**BRIEF**
This exercise calls for every line of the data below with the string "ordered" in it.
BEGIN
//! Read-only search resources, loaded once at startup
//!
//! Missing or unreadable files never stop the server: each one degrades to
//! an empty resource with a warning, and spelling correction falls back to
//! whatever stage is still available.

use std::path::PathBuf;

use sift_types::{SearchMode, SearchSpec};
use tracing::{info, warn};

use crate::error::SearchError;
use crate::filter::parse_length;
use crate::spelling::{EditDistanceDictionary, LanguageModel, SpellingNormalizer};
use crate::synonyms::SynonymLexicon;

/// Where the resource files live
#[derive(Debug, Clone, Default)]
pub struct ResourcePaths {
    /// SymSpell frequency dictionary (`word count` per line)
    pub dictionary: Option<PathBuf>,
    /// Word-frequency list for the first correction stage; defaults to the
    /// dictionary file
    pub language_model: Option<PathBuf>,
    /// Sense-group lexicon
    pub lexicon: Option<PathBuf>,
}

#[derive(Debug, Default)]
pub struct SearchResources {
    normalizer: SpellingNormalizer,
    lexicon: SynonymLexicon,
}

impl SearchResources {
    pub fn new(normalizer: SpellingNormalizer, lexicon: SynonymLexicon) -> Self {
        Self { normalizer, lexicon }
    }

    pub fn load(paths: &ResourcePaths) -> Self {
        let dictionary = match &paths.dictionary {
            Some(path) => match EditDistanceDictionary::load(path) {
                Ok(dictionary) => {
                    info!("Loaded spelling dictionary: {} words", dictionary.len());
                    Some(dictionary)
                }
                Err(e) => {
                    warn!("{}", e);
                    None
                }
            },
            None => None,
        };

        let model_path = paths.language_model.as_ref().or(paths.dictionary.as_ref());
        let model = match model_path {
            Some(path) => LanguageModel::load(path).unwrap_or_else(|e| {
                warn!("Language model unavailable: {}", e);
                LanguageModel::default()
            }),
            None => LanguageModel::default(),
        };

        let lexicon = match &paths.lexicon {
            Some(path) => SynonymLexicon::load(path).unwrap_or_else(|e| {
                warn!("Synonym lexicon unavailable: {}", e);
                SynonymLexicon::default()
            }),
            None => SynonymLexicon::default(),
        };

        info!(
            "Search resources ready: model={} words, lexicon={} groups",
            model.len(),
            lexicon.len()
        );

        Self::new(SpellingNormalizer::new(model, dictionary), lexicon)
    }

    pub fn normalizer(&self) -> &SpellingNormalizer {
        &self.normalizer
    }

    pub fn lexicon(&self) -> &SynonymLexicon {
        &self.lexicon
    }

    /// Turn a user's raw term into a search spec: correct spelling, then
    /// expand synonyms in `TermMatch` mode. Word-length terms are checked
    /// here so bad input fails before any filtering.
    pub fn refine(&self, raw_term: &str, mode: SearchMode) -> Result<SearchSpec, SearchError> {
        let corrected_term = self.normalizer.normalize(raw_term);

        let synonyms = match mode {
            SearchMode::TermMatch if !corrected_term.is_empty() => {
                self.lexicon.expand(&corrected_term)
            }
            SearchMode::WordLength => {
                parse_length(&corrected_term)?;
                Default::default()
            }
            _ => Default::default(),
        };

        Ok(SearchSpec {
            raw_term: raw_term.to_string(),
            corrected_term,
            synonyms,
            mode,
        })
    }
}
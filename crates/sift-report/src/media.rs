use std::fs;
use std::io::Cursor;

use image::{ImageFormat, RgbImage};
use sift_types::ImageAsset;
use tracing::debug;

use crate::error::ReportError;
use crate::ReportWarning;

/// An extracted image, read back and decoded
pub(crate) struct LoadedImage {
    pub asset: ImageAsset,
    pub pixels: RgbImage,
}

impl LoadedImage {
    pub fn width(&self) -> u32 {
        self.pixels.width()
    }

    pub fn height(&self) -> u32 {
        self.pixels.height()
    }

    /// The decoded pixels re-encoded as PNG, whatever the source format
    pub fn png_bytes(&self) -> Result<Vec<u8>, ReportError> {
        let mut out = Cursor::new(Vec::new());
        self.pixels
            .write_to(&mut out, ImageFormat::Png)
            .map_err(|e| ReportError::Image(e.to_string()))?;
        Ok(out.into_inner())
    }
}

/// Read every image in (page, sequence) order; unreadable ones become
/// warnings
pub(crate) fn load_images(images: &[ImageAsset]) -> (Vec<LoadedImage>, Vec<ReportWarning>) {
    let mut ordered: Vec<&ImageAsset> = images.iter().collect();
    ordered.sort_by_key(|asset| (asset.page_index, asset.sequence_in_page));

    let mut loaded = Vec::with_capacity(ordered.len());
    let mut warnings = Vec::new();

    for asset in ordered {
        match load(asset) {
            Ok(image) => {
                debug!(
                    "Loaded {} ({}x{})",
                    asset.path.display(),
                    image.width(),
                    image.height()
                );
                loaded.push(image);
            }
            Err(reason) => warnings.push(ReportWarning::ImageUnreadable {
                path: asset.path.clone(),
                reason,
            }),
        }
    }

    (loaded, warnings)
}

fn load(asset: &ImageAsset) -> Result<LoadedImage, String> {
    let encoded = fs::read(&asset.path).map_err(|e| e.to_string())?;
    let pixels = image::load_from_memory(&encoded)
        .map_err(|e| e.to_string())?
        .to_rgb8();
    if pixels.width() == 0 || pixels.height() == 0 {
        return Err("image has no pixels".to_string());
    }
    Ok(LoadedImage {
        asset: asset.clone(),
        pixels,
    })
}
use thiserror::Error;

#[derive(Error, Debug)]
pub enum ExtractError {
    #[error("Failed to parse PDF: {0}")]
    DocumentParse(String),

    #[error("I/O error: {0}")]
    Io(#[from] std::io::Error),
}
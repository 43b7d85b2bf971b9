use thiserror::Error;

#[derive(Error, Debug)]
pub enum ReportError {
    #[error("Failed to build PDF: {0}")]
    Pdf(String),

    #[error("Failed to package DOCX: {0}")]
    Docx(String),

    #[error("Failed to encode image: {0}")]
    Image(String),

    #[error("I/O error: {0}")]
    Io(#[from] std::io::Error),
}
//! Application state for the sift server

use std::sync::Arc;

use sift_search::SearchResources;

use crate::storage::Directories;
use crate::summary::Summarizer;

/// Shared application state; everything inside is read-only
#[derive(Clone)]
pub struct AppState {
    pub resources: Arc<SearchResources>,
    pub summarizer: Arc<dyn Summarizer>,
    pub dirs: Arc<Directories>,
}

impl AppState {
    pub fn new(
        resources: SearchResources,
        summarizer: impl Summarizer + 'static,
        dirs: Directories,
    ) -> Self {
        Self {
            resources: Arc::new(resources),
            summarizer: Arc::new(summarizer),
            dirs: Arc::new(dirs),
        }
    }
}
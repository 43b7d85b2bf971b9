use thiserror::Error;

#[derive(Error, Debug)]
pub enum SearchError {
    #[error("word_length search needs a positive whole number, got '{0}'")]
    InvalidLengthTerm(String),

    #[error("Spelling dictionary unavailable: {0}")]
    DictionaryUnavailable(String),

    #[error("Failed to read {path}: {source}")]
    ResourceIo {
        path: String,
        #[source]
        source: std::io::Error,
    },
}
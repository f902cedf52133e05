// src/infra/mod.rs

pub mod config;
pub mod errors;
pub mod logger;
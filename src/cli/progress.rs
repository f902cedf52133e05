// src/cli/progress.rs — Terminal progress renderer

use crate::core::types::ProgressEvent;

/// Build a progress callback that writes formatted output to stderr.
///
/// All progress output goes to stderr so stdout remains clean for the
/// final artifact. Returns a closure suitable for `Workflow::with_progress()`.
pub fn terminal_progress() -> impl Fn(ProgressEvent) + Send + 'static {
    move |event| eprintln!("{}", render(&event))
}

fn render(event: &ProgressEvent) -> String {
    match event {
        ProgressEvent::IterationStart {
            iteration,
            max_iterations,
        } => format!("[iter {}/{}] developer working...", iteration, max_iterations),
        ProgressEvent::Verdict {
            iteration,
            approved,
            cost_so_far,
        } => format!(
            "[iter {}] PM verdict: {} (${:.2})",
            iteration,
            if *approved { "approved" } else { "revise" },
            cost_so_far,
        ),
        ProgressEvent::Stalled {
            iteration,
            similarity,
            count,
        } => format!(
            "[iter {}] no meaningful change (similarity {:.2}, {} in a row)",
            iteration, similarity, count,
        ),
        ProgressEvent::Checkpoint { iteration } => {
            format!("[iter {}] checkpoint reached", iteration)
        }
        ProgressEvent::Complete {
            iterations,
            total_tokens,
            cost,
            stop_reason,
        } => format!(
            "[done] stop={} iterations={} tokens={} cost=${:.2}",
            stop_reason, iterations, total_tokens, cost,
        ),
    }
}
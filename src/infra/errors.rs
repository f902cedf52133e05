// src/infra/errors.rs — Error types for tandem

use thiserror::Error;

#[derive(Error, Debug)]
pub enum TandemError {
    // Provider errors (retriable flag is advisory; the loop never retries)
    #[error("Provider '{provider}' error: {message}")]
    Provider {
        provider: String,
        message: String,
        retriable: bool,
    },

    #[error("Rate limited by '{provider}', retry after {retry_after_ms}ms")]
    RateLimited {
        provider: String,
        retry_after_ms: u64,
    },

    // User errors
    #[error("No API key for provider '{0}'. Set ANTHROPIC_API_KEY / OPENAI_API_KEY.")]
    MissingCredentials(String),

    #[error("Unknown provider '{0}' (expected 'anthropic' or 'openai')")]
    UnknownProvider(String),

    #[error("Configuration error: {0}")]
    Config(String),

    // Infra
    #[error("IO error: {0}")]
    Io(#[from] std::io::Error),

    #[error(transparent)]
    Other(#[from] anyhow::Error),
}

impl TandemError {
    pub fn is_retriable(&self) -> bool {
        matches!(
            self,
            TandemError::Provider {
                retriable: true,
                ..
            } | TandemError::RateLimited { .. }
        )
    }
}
END
**OUTPUT**
    let mut ordered: Vec<&ImageAsset> = images.iter().collect();
    ordered.sort_by_key(|asset| (asset.page_index, asset.sequence_in_page));
    let mut loaded = Vec::with_capacity(ordered.len());
    for asset in ordered {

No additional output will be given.